Morgan-Sell · 2025-01-06T14:04:28Z

Describe the bug
In scikit-learn v1.7, all transformers/estimators, used in a pipeline, must have a __sklearn_tags__ method.

__sklearn_tags__ is used to provide metadata about the estimator, such as whether it supports multi-output, requires fitted parameters, etc.

For more information, go to this page of the scikit-learndocs and search for "sklearn_tags". It's located under the "Estimator Tags" section.

To Reproduce
Use any feature-engine transformer in a sklean pipeline.

Expected behavior
Proper execution of sklearn pipeline that uses feature-engine transformers.

Screenshots
Here's the warning that's raised:

 FutureWarning: The CategoricalImputer or classes from which it inherits use `_get_tags` and `_more_tags`. Please define the `__sklearn_tags__` method, or inherit from `sklearn.base.BaseEstimator` and/or other appropriate mixins such as `sklearn.base.TransformerMixin`, `sklearn.base.ClassifierMixin`, `sklearn.base.RegressorMixin`, and `sklearn.base.OutlierMixin`. From scikit-learn 1.7, not defining `__sklearn_tags__` will raise an error.

Desktop (please complete the following information):

OS: Mac
Browser: Chrome
Version: Latest feature-engine version

Additional context
N/A

The text was updated successfully, but these errors were encountered:

ClaudioSalvatoreArcidiacono · 2025-01-06T15:14:22Z

Just met this issue as well. A temporary fix that solved it for me was to downgrade sklearn version to 1.5.2

pip install "scikit-learn==1.5.2"

Morgan-Sell · 2025-01-06T16:22:20Z

sklearn v1.6 also works. It seems like __sklearn_tags__ was introduced in that version, but didn't make the method a requirement.

…

On Mon, Jan 6, 2025 at 10:14 AM Claudio Salvatore Arcidiacono < ***@***.***> wrote: Just met this issue as well. A temporary fix that solved it for me was to downgrade sklearn version to 1.5.2 pip install "scikit-learn==1.5.2" — Reply to this email directly, view it on GitHub <#831 (comment)>, or unsubscribe <https://github.com/notifications/unsubscribe-auth/ABLGFSQGFPC45PNG72QUHP32JKMWLAVCNFSM6AAAAABUVVPGJOVHI2DSMVQWIX3LMV43OSLTON2WKQ3PNVWWK3TUHMZDKNZTGMYTQOJQGA> . You are receiving this because you authored the thread.Message ID: ***@***.***>

ClaudioSalvatoreArcidiacono · 2025-01-07T08:27:05Z

sklearn v1.6 also works. It seems like sklearn_tags was introduced in
that version, but didn't make the method a requirement.
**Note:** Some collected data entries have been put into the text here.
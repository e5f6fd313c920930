//! # geoplot
//!
//! Turns collections of geographic features into map scenes and animation
//! frames, and moves them in and out of spatial databases.
//!
//! The rendering side is a pure pipeline: a [`FeatureSet`] is summarized into
//! centroids and an extent, the extent drives the automatic camera, shapes are
//! turned into overlay layers and everything is assembled into a [`Scene`]
//! (or a sequence of frames when grouping by an attribute). Displaying the
//! result is left to a [`SceneRenderer`].

pub mod animation;
pub mod core;
pub mod data;
pub mod io;
pub mod layers;
pub mod prelude;
pub mod rendering;
pub mod spatial;
pub use crate::core::constants;

// Re-export public API
pub use crate::core::{
    config::{BaseMapStyle, PlotOptions},
    framing::{auto_center, auto_zoom, Framing},
    geo::{Extent, LatLng},
    plot::{plot, show, Plot},
    scene::{assemble_scene, Scene, SceneOptions},
};

pub use data::{
    feature::{Feature, FeatureSet, GeometryKind, Value},
    geojson::{FeatureCollection, GeoJsonFeature, GeoJsonGeometry},
};

pub use layers::{
    marker::{MarkerMode, MarkerStyle, MarkerTrace},
    vector::{build_layers, LayerDescriptor, LayerStyle, LayerStyleOverrides},
};

pub use animation::sequence::{animate, AnimationSequence, Frame};

pub use io::{
    connection::{IfExists, MemoryConnection, SpatialConnection, Table},
    postgis::{read_postgis, write_postgis, PostGisType, ReadOptions, WriteOptions},
};

pub use rendering::{json::JsonRenderer, SceneRenderer};

pub use spatial::summary::{summarize, Summary};

/// Result type used throughout the library
pub type Result<T> = std::result::Result<T, Error>;

/// Common error types
#[derive(Debug, thiserror::Error)]
pub enum GeoPlotError {
    #[error("feature set is empty")]
    EmptyInput,

    #[error("grouping attribute '{0}' is not part of the feature set schema")]
    InvalidGroupKey(String),

    #[error("query missing geometry column '{0}'")]
    MissingColumn(String),

    #[error("unknown attribute column '{0}'")]
    UnknownColumn(String),

    #[error("table '{0}' already exists")]
    TableExists(String),

    #[error("geometry encoding error: {0}")]
    Encoding(String),

    #[error("feature {index} has no usable geometry")]
    MissingGeometry { index: usize },

    #[error("row has {found} values but the schema has {expected} columns")]
    SchemaMismatch { expected: usize, found: usize },

    #[error("database error: {0}")]
    Database(String),

    #[error("Serialization error: {0}")]
    Serialization(#[from] serde_json::Error),

    #[error("IO error: {0}")]
    Io(#[from] std::io::Error),
}

/// Error type alias for convenience
pub type Error = GeoPlotError;
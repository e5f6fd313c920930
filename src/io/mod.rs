pub mod connection;
pub mod ewkt;
pub mod postgis;
pub mod wkb;

pub use connection::{ColumnSpec, ColumnType, IfExists, MemoryConnection, SpatialConnection, Table};
pub use postgis::{
    read_postgis, write_postgis, GeometryEncoding, PostGisType, ReadOptions, WriteOptions,
};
Mh... I am not sure about it.

The following code does not work for me with feature_engine==1.8.2 and scikit-learn==1.6.0, but it does when I downgrade scikit-learn to 1.5.2.

I have not checked with other feature-engine transformers. Perhaps CategoricalImputer still works with scikit-learn v1.6?

from feature_engine.encoding import WoEEncoder
import numpy as np
import pandas as pd

X = np.array([["dog"] * 20 + ["cat"] * 30 + ["snake"] * 38], dtype=object).T
y = [0] * 15 + [1] * 5 + [0] * 15 + [1] * 15 + [0] * 20 + [1] * 18

X = pd.DataFrame({"col": X[:, 0]})
y = pd.Series(y, name="y")
X = X.sample(frac=1, random_state=42).reset_index(drop=True)

enc = WoEEncoder()
enc.fit(X, y).transform(X)

apavlo89 · 2025-01-13T13:03:04Z

downgrading doesn't fix it for some reason. Please fixxxxxxxxxxxxxxxxxxxxxxxxxxxxxx

solegalli · 2025-01-15T13:01:45Z

Hi all, thanks for raising the issue.

It is the typical end of year scikit-learn release, with breaking changes that inevitably breaks feature-engine and gives me a lot of headache.

I am on it!

ClaudioSalvatoreArcidiacono · 2025-01-15T14:24:05Z

hey @solegalli I was looking into the issue as well, let me know if you need some help.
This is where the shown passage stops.